● DATA EXTRACTS

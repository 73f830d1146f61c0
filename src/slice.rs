//! Module handling lazy loading via iterating on slices on the original buffer.
//!
//! ```
//! use bintensors::tensor::{Dtype, TensorView};
//! use bintensors::slice::TensorIndexer;
//!
//! let data: Vec<u8> = (0..16).collect();
//! let view = TensorView::new(Dtype::U8, vec![4, 4], &data).unwrap();
//! let spans: Vec<&[u8]> = view
//!     .sliced_data(&[TensorIndexer::from(1..3)])
//!     .unwrap()
//!     .collect();
//! assert_eq!(spans, vec![&data[4..12]]);
//! ```
use crate::lib::Vec;
use crate::tensor::TensorView;
use core::fmt::Display;
use core::ops::{
    Bound, Range, RangeBounds, RangeFrom, RangeFull, RangeInclusive, RangeTo, RangeToInclusive,
};

/// Error representing invalid slicing attempt
#[derive(Debug)]
#[cfg_attr(test, derive(Eq, PartialEq))]
pub enum InvalidSlice {
    /// When the client asked for more slices than the tensors has dimensions
    TooManySlices,
    /// When the client asked for a slice that exceeds the allowed bounds
    SliceOutOfRange {
        /// The rank of the dimension that has the out of bounds
        dim_index: usize,
        /// The problematic value
        asked: usize,
        /// The dimension size we shouldn't go over.
        dim_size: usize,
    },
}

impl Display for InvalidSlice {
    fn fmt(&self, f: &mut core::fmt::Formatter<'_>) -> core::fmt::Result {
        match *self {
            InvalidSlice::TooManySlices => {
                write!(f, "more slicing indexes than dimensions in tensor")
            }
            InvalidSlice::SliceOutOfRange {
                dim_index,
                asked,
                dim_size,
            } => {
                write!(f, "index {asked} out of bounds for tensor dimension #{dim_index} of size {dim_size}")
            }
        }
    }
}

#[cfg(feature = "std")]
impl std::error::Error for InvalidSlice {}

/// Single index operation on one dimension of a tensor, either picking a
/// single element (dropping the dimension from the result) or narrowing the
/// dimension to a sub-range.
#[derive(Debug, Clone)]
pub enum TensorIndexer {
    /// Select a single element along the dimension
    Select(usize),
    /// Keep only the given bounds of the dimension
    Narrow(Bound<usize>, Bound<usize>),
}

impl From<usize> for TensorIndexer {
    fn from(index: usize) -> Self {
        TensorIndexer::Select(index)
    }
}

impl From<RangeFull> for TensorIndexer {
    fn from(_: RangeFull) -> Self {
        TensorIndexer::Narrow(Bound::Unbounded, Bound::Unbounded)
    }
}

macro_rules! impl_from_range {
    ($range_type:ty) => {
        impl From<$range_type> for TensorIndexer {
            fn from(range: $range_type) -> Self {
                use core::ops::Bound::*;

                let start = match range.start_bound() {
                    Included(idx) => Included(*idx),
                    Excluded(idx) => Excluded(*idx),
                    Unbounded => Unbounded,
                };

                let end = match range.end_bound() {
                    Included(idx) => Included(*idx),
                    Excluded(idx) => Excluded(*idx),
                    Unbounded => Unbounded,
                };

                TensorIndexer::Narrow(start, end)
            }
        }
    };
}

impl_from_range!(Range<usize>);
impl_from_range!(RangeInclusive<usize>);
impl_from_range!(RangeFrom<usize>);
impl_from_range!(RangeTo<usize>);
impl_from_range!(RangeToInclusive<usize>);

/// Iterator over the contiguous byte spans of a sliced tensor, in row-major
/// order. Spans borrow from the tensor's buffer; nothing is copied.
#[derive(Debug)]
pub struct SliceIterator<'data> {
    data: &'data [u8],
    /// Resolved `[start, stop)` range per original dimension.
    ranges: Vec<(usize, usize)>,
    /// Byte stride per original dimension.
    strides: Vec<usize>,
    /// Dimensions before `split` are walked one index at a time; everything
    /// from `split` on is covered by a single contiguous span.
    split: usize,
    span_offset: usize,
    span_len: usize,
    odometer: Vec<usize>,
    remaining: usize,
    newshape: Vec<usize>,
}

impl<'data> SliceIterator<'data> {
    /// Creates a new SliceIterator
    /// This should be used internally by tensor only
    pub(crate) fn new(
        view: &'data TensorView<'data>,
        slices: &[TensorIndexer],
    ) -> Result<Self, InvalidSlice> {
        let shape = view.shape();
        if slices.len() > shape.len() {
            return Err(InvalidSlice::TooManySlices);
        }

        // Resolve every dimension to a concrete [start, stop) range; `Select`
        // drops the dimension from the result shape.
        let mut ranges = Vec::with_capacity(shape.len());
        let mut newshape = Vec::with_capacity(shape.len());
        for (dim_index, &dim_size) in shape.iter().enumerate() {
            let (start, stop, keep) = match slices.get(dim_index) {
                Some(TensorIndexer::Select(index)) => (*index, index + 1, false),
                Some(TensorIndexer::Narrow(start_bound, end_bound)) => {
                    let start = match start_bound {
                        Bound::Included(idx) => *idx,
                        Bound::Excluded(idx) => *idx + 1,
                        Bound::Unbounded => 0,
                    };
                    let stop = match end_bound {
                        Bound::Included(idx) => *idx + 1,
                        Bound::Excluded(idx) => *idx,
                        Bound::Unbounded => dim_size,
                    };
                    (start, stop, true)
                }
                None => (0, dim_size, true),
            };
            if start > stop || stop > dim_size {
                return Err(InvalidSlice::SliceOutOfRange {
                    dim_index,
                    asked: if stop > dim_size { stop - 1 } else { start },
                    dim_size,
                });
            }
            ranges.push((start, stop));
            if keep {
                newshape.push(stop - start);
            }
        }

        // Byte strides of the original tensor, innermost dimension first.
        let mut strides = vec![0usize; shape.len()];
        let mut stride = view.dtype().size();
        for i in (0..shape.len()).rev() {
            strides[i] = stride;
            stride *= shape[i];
        }

        // The innermost dimension that is not taken whole bounds the longest
        // contiguous run; full trailing dimensions merge into it.
        let (split, span_offset, span_len) = match (0..shape.len())
            .rev()
            .find(|&i| ranges[i] != (0, shape[i]))
        {
            Some(i) => {
                let (start, stop) = ranges[i];
                (i, start * strides[i], (stop - start) * strides[i])
            }
            // Nothing is narrowed, the whole tensor is one span.
            None => (0, 0, stride),
        };

        let remaining = if span_len == 0 {
            0
        } else {
            ranges[..split].iter().map(|&(start, stop)| stop - start).product()
        };
        let odometer = ranges[..split].iter().map(|&(start, _)| start).collect();

        Ok(Self {
            data: view.data(),
            ranges,
            strides,
            split,
            span_offset,
            span_len,
            odometer,
            remaining,
            newshape,
        })
    }

    /// The shape of the sliced tensor.
    pub fn newshape(&self) -> Vec<usize> {
        self.newshape.clone()
    }

    /// Total number of bytes still to be yielded, useful to preallocate a
    /// destination buffer.
    pub fn remaining_byte_len(&self) -> usize {
        self.remaining * self.span_len
    }
}

impl<'data> Iterator for SliceIterator<'data> {
    type Item = &'data [u8];

    fn next(&mut self) -> Option<Self::Item> {
        if self.remaining == 0 {
            return None;
        }
        self.remaining -= 1;

        let base: usize = self
            .odometer
            .iter()
            .zip(&self.strides)
            .map(|(&index, &stride)| index * stride)
            .sum();

        // Advance the odometer, rightmost dimension fastest.
        for i in (0..self.split).rev() {
            self.odometer[i] += 1;
            if self.odometer[i] < self.ranges[i].1 {
                break;
            }
            self.odometer[i] = self.ranges[i].0;
        }

        let start = base + self.span_offset;
        Some(&self.data[start..start + self.span_len])
    }

    fn size_hint(&self) -> (usize, Option<usize>) {
        (self.remaining, Some(self.remaining))
    }
}

#[cfg(test)]
mod tests {
    use super::*;
    use crate::tensor::Dtype;

    #[test]
    fn test_selecting_first_dim_is_one_span() {
        let data: Vec<u8> = (0..24).collect();
        let tensor = TensorView::new(Dtype::U8, vec![2, 3, 4], &data).unwrap();

        let mut iter = SliceIterator::new(&tensor, &[TensorIndexer::from(1usize)]).unwrap();
        assert_eq!(iter.newshape(), vec![3, 4]);
        assert_eq!(iter.remaining_byte_len(), 12);
        assert_eq!(iter.next(), Some(&data[12..24]));
        assert_eq!(iter.next(), None);
    }

    #[test]
    fn test_narrowing_middle_dim() {
        let data: Vec<u8> = (0..24).collect();
        let tensor = TensorView::new(Dtype::U8, vec![2, 3, 4], &data).unwrap();

        let slices = [TensorIndexer::from(..), TensorIndexer::from(1..3)];
        let iter = SliceIterator::new(&tensor, &slices).unwrap();
        assert_eq!(iter.newshape(), vec![2, 2, 4]);
        let spans: Vec<&[u8]> = iter.collect();
        assert_eq!(spans, vec![&data[4..12], &data[16..24]]);
    }

    #[test]
    fn test_wide_dtype_strides() {
        let data: Vec<u8> = (0..16).collect();
        let tensor = TensorView::new(Dtype::F32, vec![2, 2], &data).unwrap();

        let slices = [TensorIndexer::from(..), TensorIndexer::from(0..1)];
        let spans: Vec<&[u8]> = SliceIterator::new(&tensor, &slices).unwrap().collect();
        assert_eq!(spans, vec![&data[0..4], &data[8..12]]);
    }

    #[test]
    fn test_selecting_every_dim_yields_one_element() {
        let data: Vec<u8> = (0..24).collect();
        let tensor = TensorView::new(Dtype::U8, vec![2, 3, 4], &data).unwrap();

        let slices = [
            TensorIndexer::from(1usize),
            TensorIndexer::from(2usize),
            TensorIndexer::from(3usize),
        ];
        let mut iter = SliceIterator::new(&tensor, &slices).unwrap();
        assert!(iter.newshape().is_empty());
        assert_eq!(iter.next(), Some(&data[23..24]));
        assert_eq!(iter.next(), None);
    }

    #[test]
    fn test_no_slices_yields_whole_buffer() {
        let data: Vec<u8> = (0..24).collect();
        let tensor = TensorView::new(Dtype::U8, vec![2, 3, 4], &data).unwrap();

        let mut iter = SliceIterator::new(&tensor, &[]).unwrap();
        assert_eq!(iter.remaining_byte_len(), 24);
        assert_eq!(iter.next(), Some(&data[..]));
        assert_eq!(iter.next(), None);
    }

    #[test]
    fn test_empty_narrow_yields_nothing() {
        let data: Vec<u8> = (0..24).collect();
        let tensor = TensorView::new(Dtype::U8, vec![2, 3, 4], &data).unwrap();

        let mut iter = SliceIterator::new(&tensor, &[TensorIndexer::from(1..1)]).unwrap();
        assert_eq!(iter.remaining_byte_len(), 0);
        assert_eq!(iter.next(), None);
    }

    #[test]
    fn test_out_of_bounds() {
        let data: Vec<u8> = (0..24).collect();
        let tensor = TensorView::new(Dtype::U8, vec![2, 3, 4], &data).unwrap();

        let result = SliceIterator::new(&tensor, &[TensorIndexer::from(5usize)]);
        assert_eq!(
            result.unwrap_err(),
            InvalidSlice::SliceOutOfRange {
                dim_index: 0,
                asked: 5,
                dim_size: 2,
            }
        );
    }

    #[test]
    fn test_too_many_slices() {
        let data: Vec<u8> = (0..24).collect();
        let tensor = TensorView::new(Dtype::U8, vec![2, 3, 4], &data).unwrap();

        let slices = [
            TensorIndexer::from(0usize),
            TensorIndexer::from(0usize),
            TensorIndexer::from(0usize),
            TensorIndexer::from(0usize),
        ];
        let result = SliceIterator::new(&tensor, &slices);
        assert_eq!(result.unwrap_err(), InvalidSlice::TooManySlices);
    }

    #[test]
    fn test_sliced_data_through_view() {
        let data: Vec<u8> = (0..12).collect();
        let tensor = TensorView::new(Dtype::U8, vec![3, 4], &data).unwrap();

        let spans: Vec<&[u8]> = tensor
            .sliced_data(&[TensorIndexer::from(0..2)])
            .unwrap()
            .collect();
        assert_eq!(spans, vec![&data[0..8]]);
    }
}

● WHAT TO PRODUCE
Check each line of the entries, and copy the ones that contain "SliceOutOfRange".

● EXPECTED ANSWER
    SliceOutOfRange {
            InvalidSlice::SliceOutOfRange {
                return Err(InvalidSlice::SliceOutOfRange {
            InvalidSlice::SliceOutOfRange {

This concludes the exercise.